The Sound Of One Hand Clapping

It should go without saying that the Australian migrant experience should be profoundly dealt with in Australian film. Sadly these themes hasn't been given much of go as yet but this film certainly gives the subject a sound treatment.

Richard Flanagan's The Sound Of One Hand Clapping investigates the trauma refugees from war zones can bring with them to their new country.

Bojan Buloh (Kristof Kacmarek) and his wife Maria (Melita Jurisic) came to our land, to settle in Tasmania, soon after the Second World War. They are refugees from the latter day Slovenia which was under the rule of the tyrant Tito.

Maria a few years later suddenly abandons her daughter and her husband.

Their now grown daughter, played by New Zealand's Kerry Fox, returns to see her estranged father, facing the devils within her. She's trying to cope with, understand, the loss of her mother.
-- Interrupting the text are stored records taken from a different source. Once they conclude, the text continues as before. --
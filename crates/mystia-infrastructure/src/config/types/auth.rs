//! Authentication configuration types

use crate::constants::*;
use serde::{Deserialize, Serialize};

/// JWT configuration
#[derive(Clone, Serialize, Deserialize)]
pub struct JwtConfig {
    /// JWT secret key
    ///
    /// **REQUIRED**. Configure via `MYSTIA__AUTH__JWT__SECRET` (or the
    /// legacy `JWT_SECRET`) or `auth.jwt.secret` in the config file.
    #[serde(deserialize_with = "super::scalar::string_from_scalar")]
    pub secret: String,

    /// Session token lifetime in seconds
    pub expiration_secs: i64,

    /// Clock skew tolerance when checking expiry, in seconds
    pub leeway_secs: u64,
}

/// Returns default JWT configuration with:
/// - Empty secret (MUST be configured)
/// - 24 hour expiration and no leeway
impl Default for JwtConfig {
    fn default() -> Self {
        Self {
            secret: String::new(),
            expiration_secs: JWT_DEFAULT_EXPIRATION_SECS,
            leeway_secs: 0,
        }
    }
}

impl JwtConfig {
    /// Creates a new configuration with the given secret
    pub fn new(secret: impl Into<String>) -> Self {
        Self {
            secret: secret.into(),
            ..Default::default()
        }
    }
}

impl std::fmt::Debug for JwtConfig {
    fn fmt(&self, f: &mut std::fmt::Formatter<'_>) -> std::fmt::Result {
        f.debug_struct("JwtConfig")
            .field("secret", &"<redacted>")
            .field("expiration_secs", &self.expiration_secs)
            .field("leeway_secs", &self.leeway_secs)
            .finish()
    }
}

/// Authentication configuration
#[derive(Debug, Clone, Serialize, Deserialize)]
pub struct AuthConfig {
    /// JWT configuration
    #[serde(default)]
    pub jwt: JwtConfig,

    /// bcrypt cost factor
    pub bcrypt_cost: u32,
}

impl Default for AuthConfig {
    fn default() -> Self {
        Self {
            jwt: JwtConfig::default(),
            bcrypt_cost: BCRYPT_DEFAULT_COST,
        }
    }
}
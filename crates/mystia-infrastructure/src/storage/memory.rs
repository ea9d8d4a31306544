//! In-memory account and channel store
//!
//! Provides a concurrent, non-persistent backend for the repository ports.
//! Data is lost on restart.

use std::sync::Arc;
use std::sync::atomic::{AtomicU64, Ordering};

use async_trait::async_trait;
use dashmap::DashMap;
use dashmap::mapref::entry::Entry;
use mystia_domain::entities::{Account, Channel};
use mystia_domain::error::{Error, Result};
use mystia_domain::repositories::{AccountRepository, ChannelRepository};
use mystia_domain::value_objects::Role;

/// Stored record tagged with its insertion sequence number
type Sequenced<T> = (u64, T);

/// In-memory store implementing both repository ports
///
/// Handles are reserved through a separate index whose entry lock makes
/// the uniqueness check and the insert a single step.
#[derive(Clone, Default)]
pub struct InMemoryStore {
    accounts: Arc<DashMap<String, Sequenced<Account>>>,
    handles: Arc<DashMap<String, String>>,
    channels: Arc<DashMap<String, Sequenced<Channel>>>,
    sequence: Arc<AtomicU64>,
}

impl InMemoryStore {
    /// Create an empty store
    pub fn new() -> Self {
        Self::default()
    }

    fn next_sequence(&self) -> u64 {
        self.sequence.fetch_add(1, Ordering::Relaxed)
    }
}

/// Collect values sorted by insertion sequence
fn in_creation_order<T: Clone>(map: &DashMap<String, Sequenced<T>>) -> Vec<T> {
    let mut entries: Vec<Sequenced<T>> = map.iter().map(|entry| entry.value().clone()).collect();
    entries.sort_by_key(|(seq, _)| *seq);
    entries.into_iter().map(|(_, value)| value).collect()
}

#[async_trait]
impl AccountRepository for InMemoryStore {
    async fn create_account(&self, account: Account) -> Result<()> {
        match self.handles.entry(account.username.clone()) {
            Entry::Occupied(_) => Err(Error::already_exists("username already taken")),
            Entry::Vacant(slot) => {
                let seq = self.next_sequence();
                self.accounts
                    .insert(account.id.clone(), (seq, account.clone()));
                slot.insert(account.id);
                Ok(())
            }
        }
    }

    async fn get_account_by_handle(&self, username: &str) -> Result<Option<Account>> {
        let Some(id) = self.handles.get(username).map(|id| id.value().clone()) else {
            return Ok(None);
        };
        Ok(self.accounts.get(&id).map(|entry| entry.value().1.clone()))
    }

    async fn get_account_by_id(&self, id: &str) -> Result<Option<Account>> {
        Ok(self.accounts.get(id).map(|entry| entry.value().1.clone()))
    }

    async fn count_accounts(&self) -> Result<usize> {
        Ok(self.accounts.len())
    }

    async fn update_account_role(&self, id: &str, role: Role) -> Result<()> {
        let mut entry = self
            .accounts
            .get_mut(id)
            .ok_or_else(|| Error::not_found("user not found"))?;
        entry.value_mut().1.role = role;
        Ok(())
    }

    async fn list_accounts(&self) -> Result<Vec<Account>> {
        Ok(in_creation_order(&self.accounts))
    }
}

#[async_trait]
impl ChannelRepository for InMemoryStore {
    async fn create_channel(&self, channel: Channel) -> Result<()> {
        let seq = self.next_sequence();
        self.channels.insert(channel.id.clone(), (seq, channel));
        Ok(())
    }

    async fn list_channels(&self) -> Result<Vec<Channel>> {
        Ok(in_creation_order(&self.channels))
    }
}
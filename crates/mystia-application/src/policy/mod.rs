//! Role Policy
//!
//! Pure decision logic. Nothing here touches storage or tokens; handlers
//! call these functions before any mutating side effect.

mod role_policy;

pub use role_policy::{
    Operation, authorize, can_perform, ensure_role_mutable, role_for_new_account,
};
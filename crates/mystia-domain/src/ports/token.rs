//! Token Codec Port

use crate::error::Result;
use crate::value_objects::Claims;

/// Signed, self-contained session tokens
pub trait TokenCodec: Send + Sync {
    /// Sign `claims` into a compact token string
    fn encode(&self, claims: &Claims) -> Result<String>;

    /// Verify a token and return its claims
    ///
    /// Fails when the signature does not match, the token is malformed or
    /// the current time is past its expiry.
    fn decode(&self, token: &str) -> Result<Claims>;
}
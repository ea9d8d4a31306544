//! Main application configuration

use super::{AuthConfig, LoggingConfig, MediaConfig, ServerConfig};
use serde::{Deserialize, Serialize};

/// Root configuration, immutable once loaded
#[derive(Debug, Clone, Default, Serialize, Deserialize)]
pub struct AppConfig {
    /// RPC server settings
    #[serde(default)]
    pub server: ServerConfig,

    /// Session tokens and password hashing
    #[serde(default)]
    pub auth: AuthConfig,

    /// External media server credentials
    #[serde(default)]
    pub media: MediaConfig,

    /// Logging settings
    #[serde(default)]
    pub logging: LoggingConfig,
}
//! Application Layer - Mystia
//!
//! Use cases and authorization decisions for the voice backend.
//!
//! ## Architecture
//!
//! The application layer:
//! - Holds the role policy as pure functions ([`policy`])
//! - Defines service interfaces consumed by the transport ([`domain_services`])
//! - Implements them by composing the domain ports ([`use_cases`])
//! - Has no dependencies on infrastructure or external frameworks
//!
//! ## Use Cases
//!
//! - Account registration with first-user bootstrap, and login
//! - Account administration (list users, grant or revoke admin)
//! - Channel listing, creation and joining

pub mod domain_services;
pub mod policy;
pub mod use_cases;

pub use domain_services::*;
pub use policy::Operation;
pub use use_cases::*;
The Sound Of One Hand Clapping is a superb, contemplative film; one that offers strong visceral images; a tale of dark secrets: A three year old smashes her favourite tea set: That same child teeters through the snow in her socks, looking for her father who's at the local pub.

There's a lecherous guardian, three Godly harridans, a father, himself tottering, caring for his daughter.

The Sound Of One Hand Clapping is full of poetic triumphs.

The sins of generations past offer strong fare for writers. The harbouring of hate and despair can expose the strongest of characters to wayward actions.

Alcoholism and self hate are a danger.

The abandonment of a three year old child by her loving mother and the damage this can do to those remaining must be resolved in some way. The Sound Of One Hand Clapping is a contemplative, sombre, beautifully shot film well worth enjoying.